I too have heard 1 to 2 table spoons, I use 1 to a gallon. I was useing clove garlic. I now use Garlic juice I get it from Global Pigeon Supplies much easier and it has added Vitamins. But it is what you ever you want to do. Can't say if it does any good but in my opinion it won't hurt. But it makes me feel Good. LOL


----------



## flight (Dec 29, 2011)

I use ACV at 2 table spoons to each gallon of water once a week.


----------



## John_D (Jan 24, 2002)

Vitamin D is not added to water. Vitamin D3 is used by the birds' systems to work with Calcium. They get it through sunlight, but birds suffering calcium deficiency, or not getting direct sunlight, need a Calcium + D3 supplement such as Zolcal or Calcivite.


----------



## Jass SamOplay (May 29, 2012)

3-4 drops of ORGANIC ACV to a litre of drinking water given twice weekly is fine.
In summers it can be given 4-8ml to a litre of drinking water twice weekly.

Like all other things it too can be overdosed. So use cautiously cuz I know some people give too much of it too oftenly


----------



## The Patriot (Apr 1, 2012)

Just something to think about. Dr Wier was asked about adding ACV to the water. His Reply was “ be careful with adding too much, he thought that 1 tsp per gal once a week would be his recommendation if you are going to use ACV. If you make the crop an acid environment, bacteria that will and does not grow because of the high PH of the crop, will start to grow in an acid environment”.

So as has been said be causes when using it. But as I have said I use 1 tbs per gallon. Only I time weekly and Probiotics the next day. I am not telling anyone to use it or not use it. Just use some caution. And take this for what it’s worth. 

I know flyers that use and swear by it. I have only been using it for 6 months not sure I see a big difference and not sure I am going continue. I am sort of contradicting what I said earlier that it can’t hurt but let me correct what I was stating it was more pertaining to the garlic. 

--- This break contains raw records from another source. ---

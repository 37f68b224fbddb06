//! PHPantom static-call analyzer.
//!
//! Resolves static method calls (`Foo::bar()`, `self::make()`,
//! `parent::__construct()`, `$class::create()`) the way a gradual PHP type
//! checker does: it works out which class the call targets, which method
//! it lands on, whether that is allowed, and what type the call produces.
//! Problems are reported as [`issue::Issue`]s through a
//! [`issue::DiagnosticSink`] that decides whether they abort the statement.
//!
//! The crate is organised as follows:
//!
//! - **`ast`** – the call / expression / statement model handed in by the
//!   caller (no PHP parsing happens here).
//! - **`ttype`** – union and atomic types, templates and type strings.
//! - **`types`** – class and method storage, method ids and assertions.
//! - **`codebase`** / **`inheritance`** – the shared class repository and
//!   method table.
//! - **`docblock`** – PHPDoc tag extraction used when building storage.
//! - **`call`** – the static-call resolution core.
//! - **`analysis`** – expression typing, argument checking, instance calls,
//!   assertion narrowing and method-body replay used by the core.
//! - **`scenario`** – TOML scenario snapshots driving the CLI and fixture
//!   tests.
//! - **`config`**, **`logging`**, **`issue`**, **`plugin`**,
//!   **`node_data`** – ambient pieces.

use std::sync::Arc;

pub mod analysis;
pub mod ast;
pub mod call;
pub mod codebase;
pub mod config;
pub mod context;
pub mod docblock;
pub mod inheritance;
pub mod issue;
pub mod logging;
pub mod node_data;
pub mod plugin;
pub mod resolution;
pub mod scenario;
pub mod ttype;
pub mod types;

pub use call::CallResult;

use crate::ast::Span;
use crate::codebase::Codebase;
use crate::config::AnalyzerConfig;
use crate::context::{Context, FileSource};
use crate::issue::{DiagnosticSink, Issue, IssueBuffer, IssueKind, IssueSettings, Verdict};
use crate::node_data::NodeData;
use crate::plugin::{FileManipulationBuffer, PluginRegistry, ReturnTypeProviders};
use crate::types::MethodId;

/// Marker for a fatal diagnostic: the enclosing statement stops being
/// analyzed.  The diagnostic itself is already in the sink.
#[derive(Debug, Clone, Copy, PartialEq, Eq)]
pub struct Fatal;

pub type AnalysisResult<T> = Result<T, Fatal>;

/// Everything shared by the analyzers of one project.
///
/// Built once and handed to every [`Analyzer`] through an `Arc`; nothing
/// in here is mutated during analysis.
#[derive(Debug, Default)]
pub struct Project {
    pub codebase: Codebase,
    pub config: AnalyzerConfig,
    pub providers: ReturnTypeProviders,
    pub plugins: PluginRegistry,
}

impl Project {
    pub fn new(codebase: Codebase, config: AnalyzerConfig) -> Self {
        Self {
            codebase,
            config,
            providers: ReturnTypeProviders::new(),
            plugins: PluginRegistry::with_builtin(),
        }
    }

    pub fn with_providers(mut self, providers: ReturnTypeProviders) -> Self {
        self.providers = providers;
        self
    }

    pub fn with_plugins(mut self, plugins: PluginRegistry) -> Self {
        self.plugins = plugins;
        self
    }

    /// A fresh context for code in `self_class`, with the existence checks
    /// switched on or off as configured.
    pub fn context(&self, self_class: Option<&str>) -> Context {
        let mut ctx = Context::new(self_class);
        ctx.check_classes = self.config.enforce_class_existence;
        ctx.check_methods = self.config.enforce_method_existence;
        ctx
    }
}

/// Per-file analysis state.
///
/// One `Analyzer` is used for one file at a time.  The resolver methods
/// live in [`call`] and [`analysis`] as further `impl Analyzer` blocks.
#[derive(Debug)]
pub struct Analyzer {
    project: Arc<Project>,
    source: FileSource,
    issues: IssueBuffer,
    node_data: NodeData,
    manipulations: FileManipulationBuffer,
    /// Method bodies replayed so far, in order.
    replayed: Vec<MethodId>,
}

impl Analyzer {
    pub fn new(project: Arc<Project>, source: FileSource, settings: IssueSettings) -> Self {
        let node_data = NodeData::new(project.config.record_node_types);
        Self {
            project,
            source,
            issues: IssueBuffer::new(settings),
            node_data,
            manipulations: FileManipulationBuffer::default(),
            replayed: Vec::new(),
        }
    }

    pub fn project(&self) -> &Arc<Project> {
        &self.project
    }

    pub fn codebase(&self) -> &Codebase {
        &self.project.codebase
    }

    pub fn config(&self) -> &AnalyzerConfig {
        &self.project.config
    }

    pub fn source(&self) -> &FileSource {
        &self.source
    }

    pub fn issues(&self) -> &IssueBuffer {
        &self.issues
    }

    pub fn take_issues(&mut self) -> Vec<Issue> {
        self.issues.take()
    }

    pub fn node_data(&self) -> &NodeData {
        &self.node_data
    }

    pub fn manipulations(&self) -> &FileManipulationBuffer {
        &self.manipulations
    }

    /// Methods whose bodies were replayed, in replay order.
    pub fn replayed_methods(&self) -> &[MethodId] {
        &self.replayed
    }

    /// Report an issue at `span`.  While a callee is being replayed the
    /// issue is reported at the call that triggered the replay instead.
    pub(crate) fn report(
        &mut self,
        kind: IssueKind,
        message: impl Into<String>,
        span: Span,
        ctx: &Context,
    ) -> Verdict {
        let span = ctx.include_location.unwrap_or(span);
        let issue = Issue::new(kind, message, self.source.file_path.clone(), span);
        self.issues.report(issue)
    }

    /// [`Analyzer::report`], turning a fatal verdict into `Err(Fatal)`.
    pub(crate) fn report_or_fatal(
        &mut self,
        kind: IssueKind,
        message: impl Into<String>,
        span: Span,
        ctx: &Context,
    ) -> AnalysisResult<()> {
        if self.report(kind, message, span, ctx).is_fatal() {
            return Err(Fatal);
        }
        Ok(())
    }
}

Sorry I am not clear sometimes. If at any time I am not clear just call me out on it. Not trying to be an expert, I have only been raising and racing pigeons for three yrs after being away for 40 yrs. The first wife didn’t like my hobby so off the birds went. It was too bad found out it wasn’t the birds she didn’t like, I think she just didn’t like me, should have kept the birds and got rid of the wife earlier, Oh well another lesson learned. LOL

Hope you all have healthy birds in the future. And good health yourself
The Patriot


----------



## pigeonjim (May 12, 2012)

The Patriot said:


> Just something to think about. Dr Wier was asked about adding ACV to the water. His Reply was “ be careful with adding too much, he thought that 1 tsp per gal once a week would be his recommendation if you are going to use ACV. If you make the crop an acid environment, bacteria that will and does not grow because of the high PH of the crop, will start to grow in an acid environment”.
> 
> So as has been said be causes when using it. But as I have said I use 1 tbs per gallon. Only I time weekly and Probiotics the next day. I am not telling anyone to use it or not use it. Just use some caution. And take this for what it’s worth.
> 
> ...


I agree about the wife, been there, done that!! lol...... I have never noticed a difference using garlic and acv either with one exception. I brought a new bird in and quarantined it like normal. Part of my quarantine is slowly going thru my normal food and water regiment of acv, garlic, red cell, blah, blah. When I gave the acv and garlic I noticed he held his head high when drinking the next day. He had a small form of roundworms that was living in his craw and were working there way out thru his mouth, I believe due to the acv and garlic. I kept him quarantined with a wormer and kept up my normal schedule until I felt ready to move into my loft. I still use it because of that one time. Jim


----------



## Jass SamOplay (May 29, 2012)

One wouldn't notice the effect of these natural things/remedies on healthy pigeons. These help them to stay healthy, not build their muscles 
Neither such things/products give immediate results as they're not medicines and work specifically. But used in continuation for over a period of time, they show their effect on health compromised birds. They gradually get fine if the ailment isn't serious. For healthy birds they help them with immunilty and stay fit,IME.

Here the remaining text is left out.